-- Opening Marker --

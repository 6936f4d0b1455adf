use super::occurrence::OccurrenceTable;
use crate::corpus::Corpus;
use crate::model::CardId;
use fnv::FnvHashMap;
use itertools::Itertools;

/// Unordered pair of distinct cards, stored smallest id first.
pub type CardPair = (CardId, CardId);

#[inline(always)]
fn canonical(a: CardId, b: CardId) -> CardPair {
    if a <= b {
        (a, b)
    } else {
        (b, a)
    }
}

/// Sparse symmetric synergy matrix. Pairs never seen together are absent.
#[derive(Debug, Clone, Default, PartialEq)]
pub struct CooccurrenceMatrix {
    pairs: FnvHashMap<CardPair, f64>,
}

impl CooccurrenceMatrix {
    /// Counts one hit per pair of entry positions within a deck (so an id listed
    /// twice pairs twice), then divides by the larger raw occurrence count.
    pub fn build(corpus: &Corpus, occurrences: &OccurrenceTable) -> Self {
        let mut counts: FnvHashMap<CardPair, u64> = FnvHashMap::default();

        for deck in corpus {
            for (a, b) in deck.cards.iter().tuple_combinations() {
                if a.id == b.id {
                    continue;
                }
                *counts.entry(canonical(a.id, b.id)).or_default() += 1;
            }
        }

        let pairs = counts
            .into_iter()
            .map(|((a, b), count)| {
                let denom = occurrences.get(a).max(occurrences.get(b)).max(1);
                ((a, b), count as f64 / denom as f64)
            })
            .collect();

        Self { pairs }
    }

    pub fn get(&self, a: CardId, b: CardId) -> Option<f64> {
        if a == b {
            return None;
        }
        self.pairs.get(&canonical(a, b)).copied()
    }

    /// Synergy with 0.0 for unsampled pairs.
    #[inline(always)]
    pub fn synergy(&self, a: CardId, b: CardId) -> f64 {
        self.get(a, b).unwrap_or(0.0)
    }

    pub fn len(&self) -> usize {
        self.pairs.len()
    }

    pub fn is_empty(&self) -> bool {
        self.pairs.is_empty()
    }

    pub fn iter(&self) -> impl Iterator<Item = (CardPair, f64)> + '_ {
        self.pairs.iter().map(|(&p, &v)| (p, v))
    }

    /// Partners of `card` ordered by descending synergy, ties by id.
    pub fn partners(&self, card: CardId) -> Vec<(CardId, f64)> {
        self.pairs
            .iter()
            .filter_map(|(&(a, b), &v)| match (a == card, b == card) {
                (true, _) => Some((b, v)),
                (_, true) => Some((a, v)),
                _ => None,
            })
            .sorted_by(|x, y| y.1.total_cmp(&x.1).then(x.0.cmp(&y.0)))
            .collect()
    }
}
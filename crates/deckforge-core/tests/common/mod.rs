#![allow(dead_code)]

use deckforge_core::corpus::Corpus;
use deckforge_core::model::{Card, CardEntry, CardGroup, CardId, CardType, Deck, DeckRecord};

/// Builder for Card to clean up tests
pub struct CardBuilder {
    card: Card,
}

impl CardBuilder {
    pub fn new(id: CardId) -> Self {
        Self {
            card: Card {
                id,
                name: format!("card_{}", id),
                provision: 5,
                group: CardGroup::Bronze,
                card_type: CardType::Unit,
                faction: "neutral".to_string(),
                secondary_faction: String::new(),
            },
        }
    }

    pub fn name(mut self, name: &str) -> Self {
        self.card.name = name.to_string();
        self
    }

    pub fn provision(mut self, provision: u32) -> Self {
        self.card.provision = provision;
        self
    }

    pub fn gold(mut self) -> Self {
        self.card.group = CardGroup::Gold;
        self
    }

    pub fn special(mut self) -> Self {
        self.card.card_type = CardType::Special;
        self
    }

    pub fn faction(mut self, faction: &str) -> Self {
        self.card.faction = faction.to_string();
        self
    }

    pub fn secondary(mut self, faction: &str) -> Self {
        self.card.secondary_faction = faction.to_string();
        self
    }

    pub fn build(self) -> Card {
        self.card
    }
}

pub fn card(id: CardId) -> Card {
    CardBuilder::new(id).build()
}

pub fn record(leader: &str, stratagem: &str, entries: &[(CardId, u32)]) -> DeckRecord {
    DeckRecord::new(
        leader,
        stratagem,
        entries
            .iter()
            .map(|&(id, count)| CardEntry { id, count })
            .collect(),
    )
}

pub fn candidate(leader: &str, stratagem: &str, ids: &[CardId]) -> Deck {
    Deck::new(leader, stratagem, ids.iter().map(|&id| card(id)).collect())
}

/// Deck A: L1/S1 [1 x2, 2 x1]; Deck B: L1/S2 [1 x1, 2 x1]
pub fn two_deck_corpus() -> Corpus {
    Corpus::from_records(vec![
        record("L1", "S1", &[(1, 2), (2, 1)]),
        record("L1", "S2", &[(1, 1), (2, 1)]),
    ])
}

pub fn assert_close(actual: f64, expected: f64) {
    assert!(
        (actual - expected).abs() < 1e-9,
        "expected {}, got {}",
        expected,
        actual
    );
}
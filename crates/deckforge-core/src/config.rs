use crate::error::{DeckForgeError, DfResult};
use clap::{parser::ValueSource, ArgMatches, Args};
use serde::{Deserialize, Serialize};
use std::fs;
use std::path::Path;

#[derive(Args, Debug, Clone, Serialize, Deserialize, Default)]
pub struct Config {
    #[command(flatten)]
    pub weights: FitnessWeights,
    #[command(flatten)]
    pub rules: RuleParams,
}

/// Multipliers for the four term families of the fitness sum.
/// All 1.0 reproduces the plain unweighted score.
#[derive(Args, Debug, Clone, Serialize, Deserialize, PartialEq)]
#[serde(default)]
pub struct FitnessWeights {
    #[arg(long, default_value_t = 1.0)]
    pub weight_frequency: f64,
    #[arg(long, default_value_t = 1.0)]
    pub weight_leader: f64,
    #[arg(long, default_value_t = 1.0)]
    pub weight_stratagem: f64,
    #[arg(long, default_value_t = 1.0)]
    pub weight_synergy: f64,
}

impl Default for FitnessWeights {
    fn default() -> Self {
        Self {
            weight_frequency: 1.0,
            weight_leader: 1.0,
            weight_stratagem: 1.0,
            weight_synergy: 1.0,
        }
    }
}

impl FitnessWeights {
    pub fn load_from_file<P: AsRef<Path>>(path: P) -> DfResult<Self> {
        let path = path.as_ref();
        let content = fs::read_to_string(path).map_err(|e| {
            DeckForgeError::Config(format!("Failed to read weights file {:?}: {}", path, e))
        })?;

        let weights: FitnessWeights = serde_json::from_str(&content)?;
        weights.validate()?;
        Ok(weights)
    }

    pub fn validate(&self) -> DfResult<()> {
        let all = [
            ("weight_frequency", self.weight_frequency),
            ("weight_leader", self.weight_leader),
            ("weight_stratagem", self.weight_stratagem),
            ("weight_synergy", self.weight_synergy),
        ];
        for (name, value) in all {
            if !value.is_finite() {
                return Err(DeckForgeError::Config(format!(
                    "{} must be finite, got {}",
                    name, value
                )));
            }
        }
        Ok(())
    }

    pub fn merge_from_cli(&mut self, cli_weights: &FitnessWeights, matches: &ArgMatches) {
        macro_rules! update_if_present {
            ($field:ident, $arg_name:expr) => {
                if matches.value_source($arg_name) == Some(ValueSource::CommandLine) {
                    self.$field = cli_weights.$field;
                }
            };
        }

        update_if_present!(weight_frequency, "weight_frequency");
        update_if_present!(weight_leader, "weight_leader");
        update_if_present!(weight_stratagem, "weight_stratagem");
        update_if_present!(weight_synergy, "weight_synergy");
    }
}

/// Deck composition limits checked by [`crate::rules::RuleSet`].
#[derive(Args, Debug, Clone, Serialize, Deserialize, PartialEq)]
#[serde(default)]
pub struct RuleParams {
    // Added to the leader ability's own provision bonus
    #[arg(long, default_value_t = 150)]
    pub provision_base: u32,
    #[arg(long, default_value_t = 25)]
    pub max_deck_size: usize,
    #[arg(long, default_value_t = 13)]
    pub min_units: usize,
    #[arg(long, default_value_t = 2)]
    pub max_bronze_copies: usize,
    #[arg(long, default_value_t = 1)]
    pub max_gold_copies: usize,
}

impl Default for RuleParams {
    fn default() -> Self {
        Self {
            provision_base: 150,
            max_deck_size: 25,
            min_units: 13,
            max_bronze_copies: 2,
            max_gold_copies: 1,
        }
    }
}
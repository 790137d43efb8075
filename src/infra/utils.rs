//! Filepath: src/infra/utils.rs
//! Small helpers shared by the commands: path expansion, clipboard access
//! and reading a reply from wherever the user points us.

use std::io::Read;
use std::path::{Path, PathBuf};

use anyhow::{Context, Result, bail};

/// Expand `~` and `$VAR` in a configured path.
pub fn expand_path(path: &Path) -> Result<PathBuf>
{
    let Some(text) = path.to_str()
    else
    {
        // Non-UTF-8 paths cannot contain anything to expand
        return Ok(path.to_path_buf());
    };

    let expanded = shellexpand::full(text)
        .with_context(|| format!("Failed to expand path {text}"))?;
    Ok(PathBuf::from(expanded.as_ref()))
}

pub fn copy_to_clipboard(content: &str) -> Result<()>
{
    use arboard::Clipboard;

    let mut clipboard = Clipboard::new().context("Failed to access clipboard")?;

    clipboard
        .set_text(content)
        .context("Failed to copy to clipboard")?;

    Ok(())
}

pub fn read_clipboard() -> Result<String>
{
    use arboard::Clipboard;

    let mut clipboard = Clipboard::new().context("Failed to access clipboard")?;
    clipboard
        .get_text()
        .context("Failed to read text from clipboard")
}

/// Read a model reply from a file, stdin or the clipboard. Exactly one
/// source must be chosen; `-` as the file means stdin.
pub fn read_input(
    file: Option<&Path>,
    stdin: bool,
    from_clipboard: bool,
) -> Result<String>
{
    let use_stdin = stdin || file.is_some_and(|f| f == Path::new("-"));
    let file = file.filter(|f| *f != Path::new("-"));

    match (file, use_stdin, from_clipboard)
    {
        (Some(path), false, false) => std::fs::read_to_string(path)
            .with_context(|| format!("Failed to read reply from {}", path.display())),
        (None, true, false) =>
        {
            let mut buf = String::new();
            std::io::stdin()
                .read_to_string(&mut buf)
                .context("Failed to read reply from stdin")?;
            Ok(buf)
        }
        (None, false, true) => read_clipboard(),
        (None, false, false) => bail!("No reply given: pass a file, --stdin or --from-clipboard"),
        _ => bail!("Choose only one of a reply file, --stdin or --from-clipboard"),
    }
}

-- Closing Marker --

- YOUR ASSIGNMENT: When a line among the entries above contains "ArgMatches", copy it.

- RESULT FOR THIS TASK:
use clap::{parser::ValueSource, ArgMatches, Args};
    pub fn merge_from_cli(&mut self, cli_weights: &FitnessWeights, matches: &ArgMatches) {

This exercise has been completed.